Last summer, when author Ann Rice made the bold statement, “I quit Christianity,” I was saddened but did she have a point?
Gandhi once said, “I like your Christ, I do not like your Christians. Your Christians are so unlike your Christ.”
Best selling author of the dark side and former atheist, Ann Rice agreed. She converted to Christianity 12 years prior but became fed up with Christians. Her main beef was that Christians are most known for what they are against, not their love. “It’s simply impossible for me to ‘belong’ to this quarrelsome, hostile, disputatious, and deservedly infamous group. For 10 years, I’ve tried. I’ve failed. I’m an outsider. My conscience will allow nothing else.”
Christ said we would be known by our love. But are we?
When I read the report in The Guardian, it was clear that Ann Rice did not given up on Christ, but didn’t like the way His followers represent Him. Thus, she didn’t want to identity with Christians. I understand her point, but we must also consider the whole counsel of God. Christ put us in a body He called the church, in order to sharpen, to mold and constantly test our hearts and character. Like living in a family, we practice our Christianity in that group. And I for one, do not always get it right.
It would be easy to be a Christian alone on an island.
But we live in community and don’t give up on the church. Just because we fall short, we don’t throw in the towel. Dealing with Christians furthers our dependence on Him.
Every group has people who don’t represent it well. Christianity is no exception. Television evangelists have said plenty that made me cringe. But we don’t give up on the group because a few unbalanced people say ridiculous things.
The issue at hand is how we deal with sin in our lives and culture. The way we deal with it matters. Christians who take stands on biblical issues don’t always do it in love. Then they are accused of being intolerant. Intolerance is often code for no standards. Let everyone do what he or she wants and don’t judge–the mantra of this generation.
But we must identify sin and help each other live more like Christ. Yes, people can be haters and overly judgmental, even zealous over biblical principals that violate morality. Some are off in their theology and understanding of the true character of God. God judges sin but is also a God of love.
So rather than judge and disdain Christians (the very thing that Ann didn’t like about Christians), let’s lovingly correct and bring each other to a better understanding of what Jesus’ meant when He told us to love our neighbor. That’s what we do here-doing life together–have a dialogue regarding things that impact us everyday as we live for Christ. Let’s do it in love, but that doesn’t mean we never take a stand.

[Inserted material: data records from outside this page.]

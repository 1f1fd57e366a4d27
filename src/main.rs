use clap::Parser;
use math_api::api::routes;
use math_api::utils::{logger, validation::Validate};
use math_api::{ApiServer, CliConfig, MathService, ServerConfig};
use std::sync::Arc;

#[tokio::main]
async fn main() -> anyhow::Result<()> {
    let cli = CliConfig::parse();

    // 初始化日誌
    if cli.log_json {
        logger::init_json_logger();
    } else {
        logger::init_cli_logger(cli.verbose);
    }

    tracing::info!("🚀 Starting math-api server");
    if cli.verbose {
        tracing::debug!("CLI config: {:?}", cli);
    }

    // 載入並合併配置
    let config = match ServerConfig::resolve(&cli) {
        Ok(config) => config,
        Err(e) => {
            tracing::error!("❌ Failed to load configuration: {}", e);
            eprintln!("❌ {}", e.user_friendly_message());
            eprintln!("💡 {}", e.recovery_suggestion());
            std::process::exit(1);
        }
    };

    // 驗證配置
    if let Err(e) = config.validate() {
        tracing::error!("❌ Configuration validation failed: {}", e);
        tracing::error!("💡 Suggestion: {}", e.recovery_suggestion());
        eprintln!("❌ {}", e.user_friendly_message());
        std::process::exit(1);
    }

    let monitor_enabled = config.monitor;
    if monitor_enabled {
        tracing::info!("🔍 System monitoring enabled");
    }

    // 創建服務與路由，並運行伺服器
    let server = ApiServer::new_with_monitoring(config, monitor_enabled);
    let router = routes::build_router(Arc::new(MathService::new()), server.monitor());

    match server.run(router).await {
        Ok(()) => {
            tracing::info!("✅ Server shut down cleanly");
        }
        Err(e) => {
            // 記錄詳細錯誤信息
            tracing::error!(
                "❌ Server failed: {} (Category: {:?}, Severity: {:?})",
                e,
                e.category(),
                e.severity()
            );
            tracing::error!("💡 Recovery suggestion: {}", e.recovery_suggestion());

            // 輸出用戶友好的錯誤信息
            eprintln!("❌ {}", e.user_friendly_message());
            eprintln!("💡 建議: {}", e.recovery_suggestion());

            // 根據錯誤嚴重程度決定退出碼
            let exit_code = match e.severity() {
                math_api::utils::error::ErrorSeverity::Low => 0, // 警告，但成功
                math_api::utils::error::ErrorSeverity::Medium => 2, // 重試錯誤
                math_api::utils::error::ErrorSeverity::High => 1, // 處理錯誤
                math_api::utils::error::ErrorSeverity::Critical => 3, // 系統錯誤
            };

            if exit_code > 0 {
                std::process::exit(exit_code);
            }
        }
    }

    Ok(())
}
#[cfg(feature = "monitor")]
use std::sync::{Arc, Mutex};
use std::time::{Duration, Instant};
#[cfg(feature = "monitor")]
use sysinfo::{Pid, RefreshKind, System};

#[derive(Debug, Clone)]
pub struct SystemStats {
    pub cpu_usage: f32,
    pub memory_usage_mb: u64,
    pub memory_usage_percent: f32,
    pub peak_memory_mb: u64,
    pub elapsed_time: Duration,
}

#[cfg(feature = "monitor")]
pub struct SystemMonitor {
    system: Arc<Mutex<System>>,
    pid: Pid,
    start_time: Instant,
    peak_memory: Arc<Mutex<u64>>,
    enabled: bool,
}

#[cfg(feature = "monitor")]
impl SystemMonitor {
    pub fn new(enabled: bool) -> Self {
        let mut system = System::new_with_specifics(RefreshKind::everything());

        let pid = sysinfo::get_current_pid().expect("Failed to get current PID");

        // 初始刷新
        system.refresh_all();

        Self {
            system: Arc::new(Mutex::new(system)),
            pid,
            start_time: Instant::now(),
            peak_memory: Arc::new(Mutex::new(0)),
            enabled,
        }
    }

    pub fn get_stats(&self) -> Option<SystemStats> {
        if !self.enabled {
            return None;
        }

        let mut system = self.system.lock().ok()?;
        system.refresh_all();

        let process = system.process(self.pid)?;
        let memory_mb = process.memory() / 1024 / 1024; // Convert bytes to MB
        let total_memory = system.total_memory() / 1024 / 1024; // Convert to MB
        let memory_percent = if total_memory > 0 {
            (memory_mb as f32 / total_memory as f32) * 100.0
        } else {
            0.0
        };

        // 更新峰值記憶體
        let mut peak = self.peak_memory.lock().ok()?;
        if memory_mb > *peak {
            *peak = memory_mb;
        }
        let peak_memory = *peak;

        Some(SystemStats {
            cpu_usage: process.cpu_usage(),
            memory_usage_mb: memory_mb,
            memory_usage_percent: memory_percent,
            peak_memory_mb: peak_memory,
            elapsed_time: self.start_time.elapsed(),
        })
    }

    pub fn elapsed(&self) -> Duration {
        self.start_time.elapsed()
    }

    pub fn log_stats(&self, phase: &str) {
        if let Some(stats) = self.get_stats() {
            tracing::info!(
                "📊 {} - CPU: {:.1}%, Memory: {}MB ({:.1}%), Peak: {}MB, Time: {:?}",
                phase,
                stats.cpu_usage,
                stats.memory_usage_mb,
                stats.memory_usage_percent,
                stats.peak_memory_mb,
                stats.elapsed_time
            );
        }
    }

    pub fn log_final_stats(&self) {
        if let Some(stats) = self.get_stats() {
            tracing::info!(
                "📊 Final Stats - Total Time: {:?}, Peak Memory: {}MB",
                stats.elapsed_time,
                stats.peak_memory_mb
            );
        }
    }

    pub fn is_enabled(&self) -> bool {
        self.enabled
    }
}

#[cfg(feature = "monitor")]
impl Default for SystemMonitor {
    fn default() -> Self {
        Self::new(false)
    }
}

// 為未啟用監控的構建提供空實現
#[cfg(not(feature = "monitor"))]
pub struct SystemMonitor {
    start_time: Instant,
}

#[cfg(not(feature = "monitor"))]
impl SystemMonitor {
    pub fn new(_enabled: bool) -> Self {
        Self {
            start_time: Instant::now(),
        }
    }

    pub fn get_stats(&self) -> Option<SystemStats> {
        None
    }

    pub fn elapsed(&self) -> Duration {
        self.start_time.elapsed()
    }

    pub fn log_stats(&self, _phase: &str) {}

    pub fn log_final_stats(&self) {}

    pub fn is_enabled(&self) -> bool {
        false
    }
}

#[cfg(not(feature = "monitor"))]
impl Default for SystemMonitor {
    fn default() -> Self {
        Self::new(false)
    }
}
use axum::http::StatusCode;
use axum::response::{IntoResponse, Response};
use axum::Json;
use serde_json::json;

use crate::utils::error::MathApiError;

/// Adapter that turns a domain error into an HTTP response.
pub struct ApiError(pub MathApiError);

impl From<MathApiError> for ApiError {
    fn from(e: MathApiError) -> Self {
        Self(e)
    }
}

impl IntoResponse for ApiError {
    fn into_response(self) -> Response {
        let status = match &self.0 {
            MathApiError::InvalidArgument { .. } => StatusCode::BAD_REQUEST,
            MathApiError::Overflow { .. } => StatusCode::UNPROCESSABLE_ENTITY,
            _ => StatusCode::INTERNAL_SERVER_ERROR,
        };

        if status == StatusCode::INTERNAL_SERVER_ERROR {
            tracing::error!("❌ Internal error while handling request: {}", self.0);
        }

        let body = json!({
            "error": self.0.user_friendly_message(),
            "suggestion": self.0.recovery_suggestion(),
        });

        (status, Json(body)).into_response()
    }
}

pub type ApiResult<T> = std::result::Result<T, ApiError>;
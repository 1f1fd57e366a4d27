pub mod math;
pub mod server;

pub use crate::domain::model::ServerStatus;
pub use crate::domain::ports::ConfigProvider;
pub use crate::utils::error::Result;
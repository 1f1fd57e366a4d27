pub mod api;
pub mod config;
pub mod core;
pub mod domain;
pub mod utils;

pub use crate::config::{CliConfig, ServerConfig};
pub use crate::core::math::MathService;
pub use crate::core::server::ApiServer;
pub use crate::utils::error::{MathApiError, Result};
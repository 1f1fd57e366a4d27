pub mod toml_config;

use crate::core::ConfigProvider;
use crate::utils::error::Result;
use crate::utils::validation::{self, Validate};
use clap::Parser;
use serde::{Deserialize, Serialize};

use toml_config::TomlConfig;

#[derive(Debug, Clone, Serialize, Deserialize, Parser)]
#[command(name = "math-api")]
#[command(about = "A small HTTP API exposing prime checks and factorials")]
pub struct CliConfig {
    /// Address to bind; overrides the config file when set
    #[arg(long)]
    pub bind_addr: Option<String>,

    /// Port to bind; overrides the config file when set
    #[arg(long)]
    pub port: Option<u16>,

    /// Path to an optional TOML configuration file
    #[arg(long)]
    pub config: Option<String>,

    #[arg(long, help = "Enable verbose output")]
    pub verbose: bool,

    /// Override monitoring setting from config
    #[arg(long)]
    pub monitor: Option<bool>,

    #[arg(long, help = "Emit logs as JSON")]
    pub log_json: bool,
}

/// Settings the server actually runs with, after merging defaults, the
/// optional TOML file, and CLI overrides (CLI wins).
#[derive(Debug, Clone, Serialize, Deserialize)]
pub struct ServerConfig {
    pub bind_addr: String,
    pub port: u16,
    pub monitor: bool,
}

impl Default for ServerConfig {
    fn default() -> Self {
        Self {
            bind_addr: "127.0.0.1".to_string(),
            port: 8080,
            monitor: false,
        }
    }
}

impl ServerConfig {
    pub fn resolve(cli: &CliConfig) -> Result<Self> {
        let mut config = match &cli.config {
            Some(path) => TomlConfig::from_file(path)?.into_server_config(),
            None => ServerConfig::default(),
        };

        // 命令列優先於設定檔
        if let Some(bind_addr) = &cli.bind_addr {
            config.bind_addr = bind_addr.clone();
        }
        if let Some(port) = cli.port {
            config.port = port;
        }
        if let Some(monitor) = cli.monitor {
            config.monitor = monitor;
        }

        Ok(config)
    }
}

impl ConfigProvider for ServerConfig {
    fn bind_addr(&self) -> &str {
        &self.bind_addr
    }

    fn port(&self) -> u16 {
        self.port
    }

    fn monitor_enabled(&self) -> bool {
        self.monitor
    }
}

impl Validate for ServerConfig {
    fn validate(&self) -> Result<()> {
        validation::validate_bind_addr("bind_addr", &self.bind_addr)?;
        validation::validate_port("port", self.port)?;
        Ok(())
    }
}
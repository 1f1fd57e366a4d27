use serde::{Deserialize, Serialize};

/// Snapshot of the running service, returned by `GET /api/status`.
#[derive(Debug, Clone, Serialize, Deserialize)]
pub struct ServerStatus {
    pub service: String,
    pub version: String,
    pub status: String,
    pub timestamp: String,
    pub uptime_seconds: u64,
    pub cpu_percent: Option<f32>,
    pub memory_mb: Option<u64>,
    pub peak_memory_mb: Option<u64>,
}
use thiserror::Error;

#[derive(Error, Debug)]
pub enum MathApiError {
    #[error("IO error: {0}")]
    IoError(#[from] std::io::Error),

    #[error("Config file parse error: {0}")]
    TomlError(#[from] toml::de::Error),

    #[error("Configuration error: {message}")]
    ConfigError { message: String },

    #[error("Invalid value for '{field}': '{value}' ({reason})")]
    InvalidConfigValueError {
        field: String,
        value: String,
        reason: String,
    },

    #[error("Missing required config field: {field}")]
    MissingConfigError { field: String },

    #[error("Invalid argument: {message}")]
    InvalidArgument { message: String },

    #[error("factorial({value}) does not fit in a 64-bit integer")]
    Overflow { value: i64 },
}

#[derive(Debug, Clone, Copy, PartialEq, Eq)]
pub enum ErrorCategory {
    Configuration,
    Validation,
    Computation,
    System,
}

#[derive(Debug, Clone, Copy, PartialEq, Eq)]
pub enum ErrorSeverity {
    Low,
    Medium,
    High,
    Critical,
}

impl MathApiError {
    pub fn category(&self) -> ErrorCategory {
        match self {
            MathApiError::TomlError(_)
            | MathApiError::ConfigError { .. }
            | MathApiError::InvalidConfigValueError { .. }
            | MathApiError::MissingConfigError { .. } => ErrorCategory::Configuration,
            MathApiError::InvalidArgument { .. } => ErrorCategory::Validation,
            MathApiError::Overflow { .. } => ErrorCategory::Computation,
            MathApiError::IoError(_) => ErrorCategory::System,
        }
    }

    pub fn severity(&self) -> ErrorSeverity {
        match self {
            // 請求層級錯誤，不影響伺服器本身
            MathApiError::InvalidArgument { .. } | MathApiError::Overflow { .. } => {
                ErrorSeverity::Low
            }
            MathApiError::TomlError(_)
            | MathApiError::ConfigError { .. }
            | MathApiError::InvalidConfigValueError { .. }
            | MathApiError::MissingConfigError { .. } => ErrorSeverity::High,
            MathApiError::IoError(_) => ErrorSeverity::Critical,
        }
    }

    pub fn recovery_suggestion(&self) -> String {
        match self {
            MathApiError::IoError(_) => {
                "Check that the address is free and you are allowed to bind it".to_string()
            }
            MathApiError::TomlError(_) => {
                "Make sure the file exists and is valid TOML format".to_string()
            }
            MathApiError::ConfigError { .. } => {
                "Check the configuration file syntax and values".to_string()
            }
            MathApiError::InvalidConfigValueError { field, .. } => {
                format!("Fix the value of '{}' and restart", field)
            }
            MathApiError::MissingConfigError { field } => {
                format!("Provide '{}' via a CLI flag or the config file", field)
            }
            MathApiError::InvalidArgument { .. } => {
                "Use a non-negative integer input".to_string()
            }
            MathApiError::Overflow { .. } => {
                "Use an input of 20 or less; 20! is the largest factorial that fits in 64 bits"
                    .to_string()
            }
        }
    }

    pub fn user_friendly_message(&self) -> String {
        match self {
            MathApiError::IoError(e) => format!("I/O failure: {}", e),
            MathApiError::TomlError(e) => format!("Could not parse config file: {}", e),
            MathApiError::ConfigError { message } => {
                format!("Configuration problem: {}", message)
            }
            MathApiError::InvalidConfigValueError {
                field,
                value,
                reason,
            } => format!("'{}' is not a valid {}: {}", value, field, reason),
            MathApiError::MissingConfigError { field } => {
                format!("The required setting '{}' was not provided", field)
            }
            MathApiError::InvalidArgument { message } => format!("Invalid input: {}", message),
            MathApiError::Overflow { value } => {
                format!("factorial({}) does not fit in a 64-bit integer", value)
            }
        }
    }
}

pub type Result<T> = std::result::Result<T, MathApiError>;
use anyhow::{bail, Context, Result};
use serde::{Deserialize, Serialize};

#[derive(Debug, Clone, Serialize, Deserialize)]
pub struct Config {
    pub app: AppConfig,
    pub database: DatabaseConfig,
    #[serde(default)]
    pub feed: FeedTuning,
}

#[derive(Debug, Clone, Serialize, Deserialize)]
pub struct AppConfig {
    pub env: String,
    pub port: u16,
    pub log_level: String,
}

#[derive(Debug, Clone, Serialize, Deserialize)]
pub struct DatabaseConfig {
    pub url: String,
    pub max_connections: u32,
}

/// Knobs of the composition pipelines. Defaults reproduce the behavior the
/// mobile clients were built against; every field can be overridden with a
/// `FEED_`-prefixed environment variable.
#[derive(Debug, Clone, PartialEq, Serialize, Deserialize)]
pub struct FeedTuning {
    /// Discovery items pulled per followed item (rounded up)
    #[serde(default = "default_discovery_ratio")]
    pub discovery_ratio: f64,
    /// Discovery items pulled when the followed partition is empty
    #[serde(default = "default_discovery_fallback")]
    pub discovery_fallback: usize,
    /// Most recent posts kept per author in the post feed
    #[serde(default = "default_post_author_cap")]
    pub post_author_cap: usize,
    /// Longest same-author run allowed in the listing feed
    #[serde(default = "default_listing_max_run")]
    pub listing_max_run: usize,
    /// Deferred listings re-injected per cooldown
    #[serde(default = "default_listing_cooldown_drain")]
    pub listing_cooldown_drain: usize,
    /// Most recent listings kept per author in the followed listing feed
    #[serde(default = "default_listing_author_cap")]
    pub listing_author_cap: usize,
    #[serde(default = "default_page_size")]
    pub default_page_size: usize,
}

impl Default for FeedTuning {
    fn default() -> Self {
        Self {
            discovery_ratio: default_discovery_ratio(),
            discovery_fallback: default_discovery_fallback(),
            post_author_cap: default_post_author_cap(),
            listing_max_run: default_listing_max_run(),
            listing_cooldown_drain: default_listing_cooldown_drain(),
            listing_author_cap: default_listing_author_cap(),
            default_page_size: default_page_size(),
        }
    }
}

impl FeedTuning {
    pub fn from_env() -> Result<Self> {
        let tuning: FeedTuning = envy::prefixed("FEED_")
            .from_env()
            .context("invalid FEED_* tuning variables")?;
        tuning.validate()?;
        Ok(tuning)
    }

    pub fn validate(&self) -> Result<()> {
        if !self.discovery_ratio.is_finite() || self.discovery_ratio < 0.0 {
            bail!(
                "FEED_DISCOVERY_RATIO must be a finite, non-negative number (got {})",
                self.discovery_ratio
            );
        }
        for (name, value) in [
            ("FEED_POST_AUTHOR_CAP", self.post_author_cap),
            ("FEED_LISTING_MAX_RUN", self.listing_max_run),
            ("FEED_LISTING_COOLDOWN_DRAIN", self.listing_cooldown_drain),
            ("FEED_LISTING_AUTHOR_CAP", self.listing_author_cap),
            ("FEED_DEFAULT_PAGE_SIZE", self.default_page_size),
        ] {
            if value == 0 {
                bail!("{} must be at least 1", name);
            }
        }
        Ok(())
    }
}

impl Config {
    pub fn from_env() -> Result<Self> {
        dotenvy::dotenv().ok();

        Ok(Config {
            app: AppConfig {
                env: std::env::var("APP_ENV").unwrap_or_else(|_| "development".to_string()),
                port: std::env::var("APP_PORT")
                    .unwrap_or_else(|_| "8000".to_string())
                    .parse()
                    .context("APP_PORT must be a valid u16")?,
                log_level: std::env::var("LOG_LEVEL").unwrap_or_else(|_| "info".to_string()),
            },
            database: DatabaseConfig {
                url: std::env::var("DATABASE_URL").context("DATABASE_URL must be set")?,
                max_connections: std::env::var("DATABASE_MAX_CONNECTIONS")
                    .unwrap_or_else(|_| "10".to_string())
                    .parse()
                    .context("DATABASE_MAX_CONNECTIONS must be a valid u32")?,
            },
            feed: FeedTuning::from_env()?,
        })
    }
}

fn default_discovery_ratio() -> f64 {
    0.7
}

fn default_discovery_fallback() -> usize {
    40
}

fn default_post_author_cap() -> usize {
    2
}

fn default_listing_max_run() -> usize {
    2
}

fn default_listing_cooldown_drain() -> usize {
    3
}

fn default_listing_author_cap() -> usize {
    6
}

fn default_page_size() -> usize {
    10
}
use actix_web::{get, web, HttpResponse};
use rand::rngs::StdRng;
use rand::SeedableRng;
use serde::Deserialize;
use std::sync::Arc;
use tracing::debug;
use uuid::Uuid;

use crate::error::{AppError, Result};
use crate::middleware::ViewerId;
use crate::models::{AuthorId, FeedRequest, FeedResponse, FollowSet, PageRequest};
use crate::services::FeedEngine;
use crate::store::FollowGraph;

#[derive(Debug, Deserialize)]
#[serde(rename_all = "camelCase")]
pub struct FeedQueryParams {
    #[serde(default = "default_page")]
    pub page: i64,
    /// Falls back to the configured default page size
    pub page_size: Option<i64>,
}

fn default_page() -> i64 {
    1
}

impl FeedQueryParams {
    fn page_request(&self, default_page_size: usize) -> Result<PageRequest> {
        let page_size = self
            .page_size
            .unwrap_or_else(|| i64::try_from(default_page_size).unwrap_or(i64::MAX));
        Ok(PageRequest::new(self.page, page_size)?)
    }
}

pub struct FeedHandlerState {
    pub engine: Arc<FeedEngine>,
    pub follow_graph: Arc<dyn FollowGraph>,
}

impl FeedHandlerState {
    fn page_request(&self, query: &FeedQueryParams) -> Result<PageRequest> {
        query.page_request(self.engine.tuning().default_page_size)
    }

    async fn feed_request(&self, viewer: ViewerId, page: PageRequest) -> Result<FeedRequest> {
        let following: FollowSet = self
            .follow_graph
            .following(viewer.0)
            .await?
            .into_iter()
            .collect();

        debug!("Viewer {} follows {} authors", viewer.0, following.len());

        Ok(FeedRequest::new(viewer.0, following, page))
    }
}

fn parse_author(raw: &str) -> Result<AuthorId> {
    Uuid::parse_str(raw)
        .map(AuthorId)
        .map_err(|_| AppError::BadRequest(format!("invalid author id: {}", raw)))
}

/// Followed and discovery posts for the calling viewer
#[get("/posts/feed")]
pub async fn get_post_feed(
    query: web::Query<FeedQueryParams>,
    viewer: ViewerId,
    state: web::Data<FeedHandlerState>,
) -> Result<HttpResponse> {
    let page = state.page_request(&query)?;
    let request = state.feed_request(viewer, page).await?;

    let mut rng = StdRng::from_entropy();
    let feed = state
        .engine
        .followed_discovery_feed(&request, &mut rng)
        .await?;

    Ok(HttpResponse::Ok().json(FeedResponse::from(feed)))
}

/// All listings, newest first with bounded same-seller runs. Not
/// personalized, but only served to identified viewers.
#[get("/listings/feed")]
pub async fn get_listing_feed(
    query: web::Query<FeedQueryParams>,
    viewer: ViewerId,
    state: web::Data<FeedHandlerState>,
) -> Result<HttpResponse> {
    let page = state.page_request(&query)?;
    debug!("Listing feed page {} for viewer {}", page.page(), viewer.0);
    let feed = state.engine.global_interleaved_feed(page).await?;

    Ok(HttpResponse::Ok().json(FeedResponse::from(feed)))
}

#[get("/listings/feed/following")]
pub async fn get_followed_listing_feed(
    query: web::Query<FeedQueryParams>,
    viewer: ViewerId,
    state: web::Data<FeedHandlerState>,
) -> Result<HttpResponse> {
    let page = state.page_request(&query)?;
    let request = state.feed_request(viewer, page).await?;

    let mut rng = StdRng::from_entropy();
    let feed = state
        .engine
        .followed_discovery_listing_feed(&request, &mut rng)
        .await?;

    Ok(HttpResponse::Ok().json(FeedResponse::from(feed)))
}

#[get("/users/{author_id}/posts")]
pub async fn get_author_posts(
    path: web::Path<String>,
    query: web::Query<FeedQueryParams>,
    state: web::Data<FeedHandlerState>,
) -> Result<HttpResponse> {
    let page = state.page_request(&query)?;
    let author = parse_author(&path)?;
    let feed = state.engine.author_posts(author, page).await?;

    Ok(HttpResponse::Ok().json(FeedResponse::from(feed)))
}

#[get("/users/{author_id}/listings")]
pub async fn get_author_listings(
    path: web::Path<String>,
    query: web::Query<FeedQueryParams>,
    state: web::Data<FeedHandlerState>,
) -> Result<HttpResponse> {
    let page = state.page_request(&query)?;
    let author = parse_author(&path)?;
    let feed = state.engine.author_listings(author, page).await?;

    Ok(HttpResponse::Ok().json(FeedResponse::from(feed)))
}

/// Posts the user has replied to
#[get("/users/{author_id}/replies")]
pub async fn get_author_replies(
    path: web::Path<String>,
    query: web::Query<FeedQueryParams>,
    state: web::Data<FeedHandlerState>,
) -> Result<HttpResponse> {
    let page = state.page_request(&query)?;
    let author = parse_author(&path)?;
    let feed = state.engine.posts_replied_by(author, page).await?;

    Ok(HttpResponse::Ok().json(FeedResponse::from(feed)))
}

/// Listings the user has replied to
#[get("/users/{author_id}/listings/replies")]
pub async fn get_author_listing_replies(
    path: web::Path<String>,
    query: web::Query<FeedQueryParams>,
    state: web::Data<FeedHandlerState>,
) -> Result<HttpResponse> {
    let page = state.page_request(&query)?;
    let author = parse_author(&path)?;
    let feed = state.engine.listings_replied_by(author, page).await?;

    Ok(HttpResponse::Ok().json(FeedResponse::from(feed)))
}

Being a Christian means you hold biblical standards. Those standards are under attack today. People confuse standards for judgment. We are to judge behavior according to biblical standards. The bible is full of how to live your life when you are a Christ follower. And Christians aren’t perfect. Daily I need his grace.
My message to Ann Rice then is this. Rather than abandon the church, why not help Christians follow Christ in a way that is kind and loving. Use your incredible power of the pen to craft the words in ways that build up the body, not tear down. Many well-meaning Christians struggle with knowing how to take a stand for Truth (which we believe exists) without constantly being accused of being judgmental. There is a fine line, one we need to walk in love.
So I’m glad Ann didn’t quit Christ. But I’m not going to quit the church. Christ thought enough to die for His bride. I’d rather be a part of the church that loves and takes a stand when necessary. And remember, like any family, we have dysfunctional members!